«El género masculino, por no ser el marcado, puede abarcar el femenino en ciertos contextos, por lo que puede emplearse para referirse a seres de ambos sexos. Desde un punto de vista lingüístico, no hay razón para pensar que este género gramatical excluye a las mujeres en tales situaciones. Son Innecesarias, pues, las variables de inclusión del doble género como “todos y todas”, “todxs”, “todes” o “tod@s”»
(Real Academia Española)
Últimamente se ha puesto de moda el uso de la letra “e” como marca de género inclusivo, lo que ha dado lugar a la creación de nuevas y extrañas variantes morfológicas en la lengua española que afectan la estructura interna de algunos pronombres : “elles», “aquelles”, “nosotres” , “todes”, “míes”, “vosotres”.
Se trata de un recurso creado y promovido en determinados ámbitos (grupos minoritarios pertenecientes a la comunidad LGTB) para aludir a quienes puedan no sentirse identificados con ninguno los dos géneros gramaticales tradicionales (masculino y femenino), es decir, para referirse a personas de género no binario. Con igual propósito se utiliza la letra “x”. Conforme a tales formas de expresión, en lengua no binaria habría que decir:
1. «Todes nosotres llegamos muy bien. Espero que elles también no hayan tenido problemas»
2. «Todxs nosotrxs llegamos muy bien. Espero que ellxs también no hayan tenido problemas»
Pero estas construcciones expresivas no solo introducen variaciones formales en los los pronombres, sino también en otras categorías gramaticales, tales como los sustantivos (“hije”, “niñe”, “hermane”, “abuele”), adjetivos (“Bienvenides”, “hermoses”, “buenes”, “contentes”, etc. y artículos o determinantes (“les”, “unes”).
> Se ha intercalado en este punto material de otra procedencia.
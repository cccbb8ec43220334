use colored::Colorize;
use newscluster::config::Config;
use newscluster::error::Result;
use newscluster::llm::client::SUMMARY_TEMPERATURE;
use newscluster::llm::prompts::{cluster_summary_prompt, SYSTEM_EDITOR};
use newscluster::llm::LlmClient;
use newscluster::renderer::clusters::load_clusters;

pub fn cmd_summarize(
    config: &Config,
    input: Option<&str>,
    out: Option<&str>,
    model: Option<&str>,
    lang: Option<&str>,
) -> Result<()> {
    let input_path = config.resolve_output(input, &config.clusters_file);
    let output_path = config.resolve_output(out, &config.summary_file);
    let model = model.unwrap_or(&config.summary_model);
    let language = lang.unwrap_or(&config.summary_language);

    println!("{} {}", "Reading clusters from".green().bold(), input_path.display());
    let clusters = load_clusters(&input_path)?;

    if clusters.is_empty() {
        println!("{} the clusters file is empty", "Warning:".yellow());
        return Ok(());
    }

    let client = LlmClient::from_config(config, model)?;
    let prompt = cluster_summary_prompt(&clusters, language);

    println!("Sending {} clusters to {}...", clusters.len(), client.model());
    let summary = super::runtime()?
        .block_on(client.chat(SYSTEM_EDITOR, &prompt, SUMMARY_TEMPERATURE))?;

    if let Some(parent) = output_path.parent() {
        std::fs::create_dir_all(parent)?;
    }
    std::fs::write(&output_path, &summary)?;

    println!(
        "\n{} Summary saved to {}\n",
        "Done!".green().bold(),
        output_path.display()
    );
    println!("{}", summary);

    Ok(())
}
use colored::Colorize;
use newscluster::config::Config;
use newscluster::embeddings::store::{load_records, EmbedStats};
use newscluster::error::Result;

pub fn cmd_stats(config: &Config) -> Result<()> {
    let records = load_records(&config.data_dir)?;
    let dimension = records.first().map(|r| r.vector.len()).unwrap_or(0);
    let mismatched = records
        .iter()
        .filter(|r| r.vector.len() != dimension)
        .count();

    println!("{} {}", "Data directory:".green().bold(), config.data_dir.display());
    println!("  Stories:             {}", records.len());
    println!("  Embedding dimension: {}", dimension);
    if mismatched > 0 {
        println!(
            "  {} {} stories have a different dimension",
            "Warning:".yellow(),
            mismatched
        );
    }

    match EmbedStats::load(&config.data_dir) {
        Ok(stats) => {
            println!("  Last embedded:       {}", stats.timestamp);
            println!("  Avg title length:    {:.1}", stats.average_title_length);
            println!("  Avg description len: {:.1}", stats.average_description_length);
        }
        Err(_) => println!("  {}", "No stats.json found".dimmed()),
    }

    Ok(())
}
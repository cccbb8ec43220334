use colored::Colorize;
use indicatif::{ProgressBar, ProgressStyle};
use newscluster::config::Config;
use newscluster::embeddings::store::{save_records, EmbedStats};
use newscluster::embeddings::EmbeddingProvider;
use newscluster::error::Result;
use newscluster::ingest;

/// Estimated OpenAI cost per embedded story, in dollars
const COST_PER_ITEM: f64 = 0.00002;

pub fn cmd_embed(config: &Config, url: Option<&str>, provider_override: Option<&str>) -> Result<()> {
    let provider = match provider_override {
        Some(name) => EmbeddingProvider::from_name(name, config)?,
        None => EmbeddingProvider::from_config(config),
    };
    let url = url.unwrap_or(&config.news_url);

    println!("{}", "News embeddings".green().bold());
    println!("  Model:            {}", provider.model());
    println!("  Output directory: {}", config.data_dir.display());
    println!("  News URL:         {}", url);

    super::runtime()?.block_on(async {
        println!("\n{} {}", "Fetching".green().bold(), url);
        let feed = ingest::fetch_feed(url).await?;
        let raw_items = ingest::extract_items(&feed)?;
        println!("Found {} stories to process", raw_items.len());

        let items = ingest::collect_items(raw_items);
        let total = raw_items.len();

        let pb = ProgressBar::new(items.len() as u64);
        pb.set_style(
            ProgressStyle::default_bar()
                .template("{spinner:.green} [{bar:40.cyan/blue}] {pos}/{len} {msg}")
                .unwrap()
                .progress_chars("=>-"),
        );
        let records = ingest::embed_items(items, &provider, &pb).await;
        pb.finish_and_clear();

        println!(
            "{} Embedded {}/{} stories",
            "Done!".green().bold(),
            records.len(),
            total
        );

        if records.is_empty() {
            println!("{} no story was embedded", "Warning:".yellow());
            return Ok(());
        }

        let files = save_records(&config.data_dir, &records)?;
        println!("Saved {} files to {}", files.len(), config.data_dir.display());

        let stats = EmbedStats::compute(&records, files);
        let stats_path = stats.save(&config.data_dir)?;
        println!("Statistics saved to {}", stats_path.display());

        println!("\nSummary:");
        println!("  Stories embedded:    {}", stats.total_news);
        println!("  Embedding dimension: {}", stats.embedding_dimension);
        if matches!(provider, EmbeddingProvider::OpenAI { .. }) {
            println!(
                "  Estimated cost:      ~${:.4}",
                records.len() as f64 * COST_PER_ITEM
            );
        }

        Ok(())
    })
}
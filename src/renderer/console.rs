//! One-line descriptions of news records for terminal output.

use crate::embeddings::store::NewsMetadata;
use crate::embeddings::{Neighbor, Record};
use crate::ingest::truncate_chars;

pub fn format_score(value: f32) -> String {
    format!("{:.4}", value)
}

/// `[id] title`
pub fn news_label(record: &Record<NewsMetadata>) -> String {
    format!("[{}] {}", record.id, record.metadata.title)
}

/// `[id] title — first 100 chars of the description`
pub fn describe_news(record: &Record<NewsMetadata>) -> String {
    let snippet = if record.metadata.description.is_empty() {
        "No description available".to_string()
    } else {
        truncate_chars(&record.metadata.description, 100)
    };
    format!("{} — {}", news_label(record), snippet)
}

pub fn neighbor_line(neighbor: &Neighbor<'_, NewsMetadata>) -> String {
    format!(
        "{} — similarity: {} | distance: {}",
        news_label(neighbor.record),
        format_score(neighbor.similarity),
        format_score(neighbor.distance)
    )
}

#[cfg(test)]
mod tests {
    use super::*;

    fn news(description: &str) -> Record<NewsMetadata> {
        Record::new(
            "42",
            vec![1.0],
            NewsMetadata {
                title: "Headline".into(),
                description: description.into(),
                original_data: serde_json::Value::Null,
            },
        )
    }

    #[test]
    fn test_format_score() {
        assert_eq!(format_score(0.123456), "0.1235");
        assert_eq!(format_score(1.0), "1.0000");
    }

    #[test]
    fn test_describe_news() {
        assert_eq!(describe_news(&news("")), "[42] Headline — No description available");
        let long = "x".repeat(150);
        let line = describe_news(&news(&long));
        assert!(line.ends_with('…'));
        assert!(line.starts_with("[42] Headline — xxx"));
    }

    #[test]
    fn test_neighbor_line() {
        let record = news("d");
        let neighbor = Neighbor {
            record: &record,
            similarity: 0.75,
            distance: 0.25,
        };
        assert_eq!(
            neighbor_line(&neighbor),
            "[42] Headline — similarity: 0.7500 | distance: 0.2500"
        );
    }
}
Tales variantes originarían, pues, enunciados del tipo: «Les hijes de mis hermanes son unes muchaches muy estudioses»
El empleo las letras “e” y “x” tiene como finalidad fundamental “visibilizar” a los miembros de esa minoría LGTB), así como los dobletes genéricos del tipo “todos y todas”, promovidos por las líderes feministas, pretenden “visibilizar” o sacar a la mujer del supuesto anonimato en que históricamente la ha mantenido sumida, según el feminismo, la llamada lengua sexista o no inclusiva.
Al respecto, la RAE ha establecido que «El uso de de la letra “e” como supuesta marca de género inclusivo es ajeno a la morfología del español, además de innecesario, pues el masculino gramatical ya cumple esa función como término no marcado…». De igual forma se ha pronunciado acerca de la letra “X”, la que aparte de innecesaria, agrega que es impronunciables.
Como podrá apreciarse, el uso de las letras “e” y “x” como presunta marcas de género inclusivo, impulsado durante los últimos años por la comunidad LGTB, se constituye en uno más de esos inventos léxicos que cual moda lingüística , y en nombre de la diversidad, tratan de imponer a toda costa determinadas corrientes o grupos minoritarios. Novedades o formas expresivas que como el uso del símbolo de la arroba (@) y de los desdoblamientos genéricos (los maestros y las maestras; bienvenidos y bienvenidas; es@s dominican@s; l@s dominican@s, etc.) estimulados por el ala ortodoxa o radical del movimiento feminista hacen que la expresión lingüística se torne confusa, dudosa, pesada, ambigua, redundante, antieconómica, cursi, ridícula y, sobre todo, carente por completo de elegancia y fluidez.